/*!
    FFmpeg-backed container writer.
*/

use std::ffi::CString;
use std::os::raw::c_int;
use std::ptr;

use ffmpeg_next::ffi;

use avmux_sink::{ContainerFormat, ContainerWriter, OutputBuffer};
use avmux_types::{Error, Packet, Rational, Result};

use crate::codec::CodecParameters;
use crate::convert::{error_message, rational_from_ffmpeg, rational_to_ffmpeg, timestamp_to_ffmpeg};
use crate::io;

/// `FF_COMPLIANCE_EXPERIMENTAL`, allowing codecs the muxer flags as experimental.
const COMPLIANCE_EXPERIMENTAL: c_int = -2;

/**
    Container writer producing bytes in memory with FFmpeg.

    Output is non-seekable, so MP4 output is always fragmented. Bytes are
    flushed into the caller's output buffer after every write.
*/
pub struct FfmpegWriter {
    format: *mut ffi::AVFormatContext,
    avio: *mut ffi::AVIOContext,
    sink: *mut Vec<u8>,
    container: ContainerFormat,
    packet: *mut ffi::AVPacket,
    header_written: bool,
}

impl FfmpegWriter {
    /**
        Create a writer for the given container format.
    */
    pub fn new(container: ContainerFormat) -> Result<Self> {
        ffmpeg_next::init().map_err(|e| Error::backend(e.to_string()))?;

        let mut writer = Self {
            format: ptr::null_mut(),
            avio: ptr::null_mut(),
            sink: Box::into_raw(Box::default()),
            container,
            packet: ptr::null_mut(),
            header_written: false,
        };

        let name = CString::new(container.format_name())
            .map_err(|_| Error::unsupported_format(container.format_name()))?;

        unsafe {
            let ret = ffi::avformat_alloc_output_context2(
                &mut writer.format,
                ptr::null(),
                name.as_ptr(),
                ptr::null(),
            );
            if ret < 0 || writer.format.is_null() {
                return Err(Error::unsupported_format(format!(
                    "no muxer for '{}': {}",
                    container.format_name(),
                    error_message(ret)
                )));
            }

            writer.avio = io::alloc_write_context(writer.sink)?;
            (*writer.format).pb = writer.avio;
            (*writer.format).flags |= ffi::AVFMT_FLAG_CUSTOM_IO as c_int;
            (*writer.format).strict_std_compliance = COMPLIANCE_EXPERIMENTAL;

            writer.packet = ffi::av_packet_alloc();
            if writer.packet.is_null() {
                return Err(Error::backend("failed to allocate packet"));
            }
        }

        Ok(writer)
    }

    pub fn container(&self) -> ContainerFormat {
        self.container
    }

    pub fn is_header_written(&self) -> bool {
        self.header_written
    }

    /**
        Flush FFmpeg's I/O buffer and move everything written into `output`.
    */
    fn drain(&mut self, output: &mut OutputBuffer) {
        unsafe {
            ffi::avio_flush(self.avio);
            let written = &mut *self.sink;
            output.append(written);
            written.clear();
        }
    }

    fn stream(&self, index: usize) -> Option<*mut ffi::AVStream> {
        unsafe {
            let format = &*self.format;
            if index >= format.nb_streams as usize {
                return None;
            }
            let stream = *format.streams.add(index);
            (!stream.is_null()).then_some(stream)
        }
    }
}

impl ContainerWriter for FfmpegWriter {
    type Codec = CodecParameters;

    fn add_stream(&mut self, framerate: Option<Rational>) -> Result<usize> {
        unsafe {
            let stream = ffi::avformat_new_stream(self.format, ptr::null());
            if stream.is_null() {
                return Err(Error::backend("failed to create output stream"));
            }
            if let Some(rate) = framerate.filter(|r| r.is_positive()) {
                (*stream).time_base = rational_to_ffmpeg(rate);
                (*stream).r_frame_rate = rational_to_ffmpeg(rate.invert());
                (*stream).avg_frame_rate = rational_to_ffmpeg(rate.invert());
            }
            Ok((*stream).index as usize)
        }
    }

    fn set_stream_codec(
        &mut self,
        index: usize,
        codec: &CodecParameters,
        time_base: Rational,
    ) -> Result<()> {
        let stream = self.stream(index).ok_or_else(|| Error::unknown_stream(index))?;
        unsafe {
            let ret = ffi::avcodec_parameters_copy((*stream).codecpar, codec.as_ptr());
            if ret < 0 {
                return Err(Error::backend(format!(
                    "failed to copy codec parameters: {}",
                    error_message(ret)
                )));
            }
            // Let the muxer pick its own tag for the codec
            (*(*stream).codecpar).codec_tag = 0;
            (*stream).time_base = rational_to_ffmpeg(time_base);
        }
        Ok(())
    }

    fn write_header(&mut self, output: &mut OutputBuffer) -> Result<()> {
        let mut options: *mut ffi::AVDictionary = ptr::null_mut();
        let result = unsafe {
            for (key, value) in self.container.muxer_options() {
                let (Ok(key), Ok(value)) = (CString::new(*key), CString::new(*value)) else {
                    continue;
                };
                ffi::av_dict_set(&mut options, key.as_ptr(), value.as_ptr(), 0);
            }
            let ret = ffi::avformat_write_header(self.format, &mut options);
            ffi::av_dict_free(&mut options);
            ret
        };

        if result < 0 {
            return Err(Error::header(error_message(result)));
        }
        self.header_written = true;
        self.drain(output);
        Ok(())
    }

    fn stream_time_base(&self, index: usize) -> Option<Rational> {
        let stream = self.stream(index)?;
        let time_base = rational_from_ffmpeg(unsafe { (*stream).time_base });
        time_base.is_valid().then_some(time_base)
    }

    fn max_interleave_delta(&self) -> i64 {
        unsafe { (*self.format).max_interleave_delta }
    }

    fn write_packet(&mut self, packet: Packet, output: &mut OutputBuffer) -> Result<()> {
        if packet.is_empty() {
            return Ok(());
        }
        let size = c_int::try_from(packet.len())
            .map_err(|_| Error::write(format!("packet of {} bytes is too large", packet.len())))?;

        let ret = unsafe {
            let raw = self.packet;
            let ret = ffi::av_new_packet(raw, size);
            if ret < 0 {
                return Err(Error::write(error_message(ret)));
            }
            ptr::copy_nonoverlapping(packet.data.as_ptr(), (*raw).data, packet.len());
            (*raw).pts = timestamp_to_ffmpeg(packet.pts);
            (*raw).dts = timestamp_to_ffmpeg(packet.dts);
            (*raw).duration = packet.duration.0;
            (*raw).stream_index = packet.stream_index as c_int;
            if packet.is_keyframe {
                (*raw).flags |= ffi::AV_PKT_FLAG_KEY as c_int;
            }
            // Takes ownership of the packet's reference, leaving it blank
            ffi::av_interleaved_write_frame(self.format, raw)
        };

        if ret < 0 {
            return Err(Error::write(error_message(ret)));
        }
        self.drain(output);
        Ok(())
    }

    fn write_trailer(&mut self, output: &mut OutputBuffer) -> Result<()> {
        let ret = unsafe { ffi::av_write_trailer(self.format) };
        if ret < 0 {
            return Err(Error::trailer(error_message(ret)));
        }
        self.drain(output);
        Ok(())
    }
}

impl Drop for FfmpegWriter {
    fn drop(&mut self) {
        unsafe {
            if !self.packet.is_null() {
                ffi::av_packet_free(&mut self.packet);
            }
            if !self.format.is_null() {
                (*self.format).pb = ptr::null_mut();
                ffi::avformat_free_context(self.format);
                self.format = ptr::null_mut();
            }
            io::free_context(&mut self.avio);
            drop(Box::from_raw(self.sink));
        }
    }
}

impl std::fmt::Debug for FfmpegWriter {
    fn fmt(&self, f: &mut std::fmt::Formatter<'_>) -> std::fmt::Result {
        f.debug_struct("FfmpegWriter")
            .field("container", &self.container)
            .field("header_written", &self.header_written)
            .finish_non_exhaustive()
    }
}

_Your assignment_.
Copy out each record word for word.

_Output of the task_.
/*!
    FFmpeg-backed container writer.
*/

use std::ffi::CString;
use std::os::raw::c_int;
use std::ptr;

use ffmpeg_next::ffi;

use avmux_sink::{ContainerFormat, ContainerWriter, OutputBuffer};
use avmux_types::{Error, Packet, Rational, Result};

use crate::codec::CodecParameters;
use crate::convert::{error_message, rational_from_ffmpeg, rational_to_ffmpeg, timestamp_to_ffmpeg};
use crate::io;

/// `FF_COMPLIANCE_EXPERIMENTAL`, allowing codecs the muxer flags as experimental.
const COMPLIANCE_EXPERIMENTAL: c_int = -2;

/**
    Container writer producing bytes in memory with FFmpeg.

    Output is non-seekable, so MP4 output is always fragmented. Bytes are
    flushed into the caller's output buffer after every write.
*/
pub struct FfmpegWriter {
    format: *mut ffi::AVFormatContext,
    avio: *mut ffi::AVIOContext,
    sink: *mut Vec<u8>,
    container: ContainerFormat,
    packet: *mut ffi::AVPacket,
    header_written: bool,
}

impl FfmpegWriter {
    /**
        Create a writer for the given container format.
    */
    pub fn new(container: ContainerFormat) -> Result<Self> {
        ffmpeg_next::init().map_err(|e| Error::backend(e.to_string()))?;

        let mut writer = Self {
            format: ptr::null_mut(),
            avio: ptr::null_mut(),
            sink: Box::into_raw(Box::default()),
            container,
            packet: ptr::null_mut(),
            header_written: false,
        };

        let name = CString::new(container.format_name())
            .map_err(|_| Error::unsupported_format(container.format_name()))?;

        unsafe {
            let ret = ffi::avformat_alloc_output_context2(
                &mut writer.format,
                ptr::null(),
                name.as_ptr(),
                ptr::null(),
            );
            if ret < 0 || writer.format.is_null() {
                return Err(Error::unsupported_format(format!(
                    "no muxer for '{}': {}",
                    container.format_name(),
                    error_message(ret)
                )));
            }

            writer.avio = io::alloc_write_context(writer.sink)?;
            (*writer.format).pb = writer.avio;
            (*writer.format).flags |= ffi::AVFMT_FLAG_CUSTOM_IO as c_int;
            (*writer.format).strict_std_compliance = COMPLIANCE_EXPERIMENTAL;

            writer.packet = ffi::av_packet_alloc();
            if writer.packet.is_null() {
                return Err(Error::backend("failed to allocate packet"));
            }
        }

        Ok(writer)
    }

    pub fn container(&self) -> ContainerFormat {
        self.container
    }

    pub fn is_header_written(&self) -> bool {
        self.header_written
    }

    /**
        Flush FFmpeg's I/O buffer and move everything written into `output`.
    */
    fn drain(&mut self, output: &mut OutputBuffer) {
        unsafe {
            ffi::avio_flush(self.avio);
            let written = &mut *self.sink;
            output.append(written);
            written.clear();
        }
    }

    fn stream(&self, index: usize) -> Option<*mut ffi::AVStream> {
        unsafe {
            let format = &*self.format;
            if index >= format.nb_streams as usize {
                return None;
            }
            let stream = *format.streams.add(index);
            (!stream.is_null()).then_some(stream)
        }
    }
}

impl ContainerWriter for FfmpegWriter {
    type Codec = CodecParameters;

    fn add_stream(&mut self, framerate: Option<Rational>) -> Result<usize> {
        unsafe {
            let stream = ffi::avformat_new_stream(self.format, ptr::null());
            if stream.is_null() {
                return Err(Error::backend("failed to create output stream"));
            }
            if let Some(rate) = framerate.filter(|r| r.is_positive()) {
                (*stream).time_base = rational_to_ffmpeg(rate);
                (*stream).r_frame_rate = rational_to_ffmpeg(rate.invert());
                (*stream).avg_frame_rate = rational_to_ffmpeg(rate.invert());
            }
            Ok((*stream).index as usize)
        }
    }

    fn set_stream_codec(
        &mut self,
        index: usize,
        codec: &CodecParameters,
        time_base: Rational,
    ) -> Result<()> {
        let stream = self.stream(index).ok_or_else(|| Error::unknown_stream(index))?;
        unsafe {
            let ret = ffi::avcodec_parameters_copy((*stream).codecpar, codec.as_ptr());
            if ret < 0 {
                return Err(Error::backend(format!(
                    "failed to copy codec parameters: {}",
                    error_message(ret)
                )));
            }
            // Let the muxer pick its own tag for the codec
            (*(*stream).codecpar).codec_tag = 0;
            (*stream).time_base = rational_to_ffmpeg(time_base);
        }
        Ok(())
    }

    fn write_header(&mut self, output: &mut OutputBuffer) -> Result<()> {
        let mut options: *mut ffi::AVDictionary = ptr::null_mut();
        let result = unsafe {
            for (key, value) in self.container.muxer_options() {
                let (Ok(key), Ok(value)) = (CString::new(*key), CString::new(*value)) else {
                    continue;
                };
                ffi::av_dict_set(&mut options, key.as_ptr(), value.as_ptr(), 0);
            }
            let ret = ffi::avformat_write_header(self.format, &mut options);
            ffi::av_dict_free(&mut options);
            ret
        };

        if result < 0 {
            return Err(Error::header(error_message(result)));
        }
        self.header_written = true;
        self.drain(output);
        Ok(())
    }

    fn stream_time_base(&self, index: usize) -> Option<Rational> {
        let stream = self.stream(index)?;
        let time_base = rational_from_ffmpeg(unsafe { (*stream).time_base });
        time_base.is_valid().then_some(time_base)
    }

    fn max_interleave_delta(&self) -> i64 {
        unsafe { (*self.format).max_interleave_delta }
    }

    fn write_packet(&mut self, packet: Packet, output: &mut OutputBuffer) -> Result<()> {
        if packet.is_empty() {
            return Ok(());
        }
        let size = c_int::try_from(packet.len())
            .map_err(|_| Error::write(format!("packet of {} bytes is too large", packet.len())))?;

        let ret = unsafe {
            let raw = self.packet;
            let ret = ffi::av_new_packet(raw, size);
            if ret < 0 {
                return Err(Error::write(error_message(ret)));
            }
            ptr::copy_nonoverlapping(packet.data.as_ptr(), (*raw).data, packet.len());
            (*raw).pts = timestamp_to_ffmpeg(packet.pts);
            (*raw).dts = timestamp_to_ffmpeg(packet.dts);
            (*raw).duration = packet.duration.0;
            (*raw).stream_index = packet.stream_index as c_int;
            if packet.is_keyframe {
                (*raw).flags |= ffi::AV_PKT_FLAG_KEY as c_int;
            }
            // Takes ownership of the packet's reference, leaving it blank
            ffi::av_interleaved_write_frame(self.format, raw)
        };

        if ret < 0 {
            return Err(Error::write(error_message(ret)));
        }
        self.drain(output);
        Ok(())
    }

    fn write_trailer(&mut self, output: &mut OutputBuffer) -> Result<()> {
        let ret = unsafe { ffi::av_write_trailer(self.format) };
        if ret < 0 {
            return Err(Error::trailer(error_message(ret)));
        }
        self.drain(output);
        Ok(())
    }
}

impl Drop for FfmpegWriter {
    fn drop(&mut self) {
        unsafe {
            if !self.packet.is_null() {
                ffi::av_packet_free(&mut self.packet);
            }
            if !self.format.is_null() {
                (*self.format).pb = ptr::null_mut();
                ffi::avformat_free_context(self.format);
                self.format = ptr::null_mut();
            }
            io::free_context(&mut self.avio);
            drop(Box::from_raw(self.sink));
        }
    }
}

impl std::fmt::Debug for FfmpegWriter {
    fn fmt(&self, f: &mut std::fmt::Formatter<'_>) -> std::fmt::Result {
        f.debug_struct("FfmpegWriter")
            .field("container", &self.container)
            .field("header_written", &self.header_written)
            .finish_non_exhaustive()
    }
}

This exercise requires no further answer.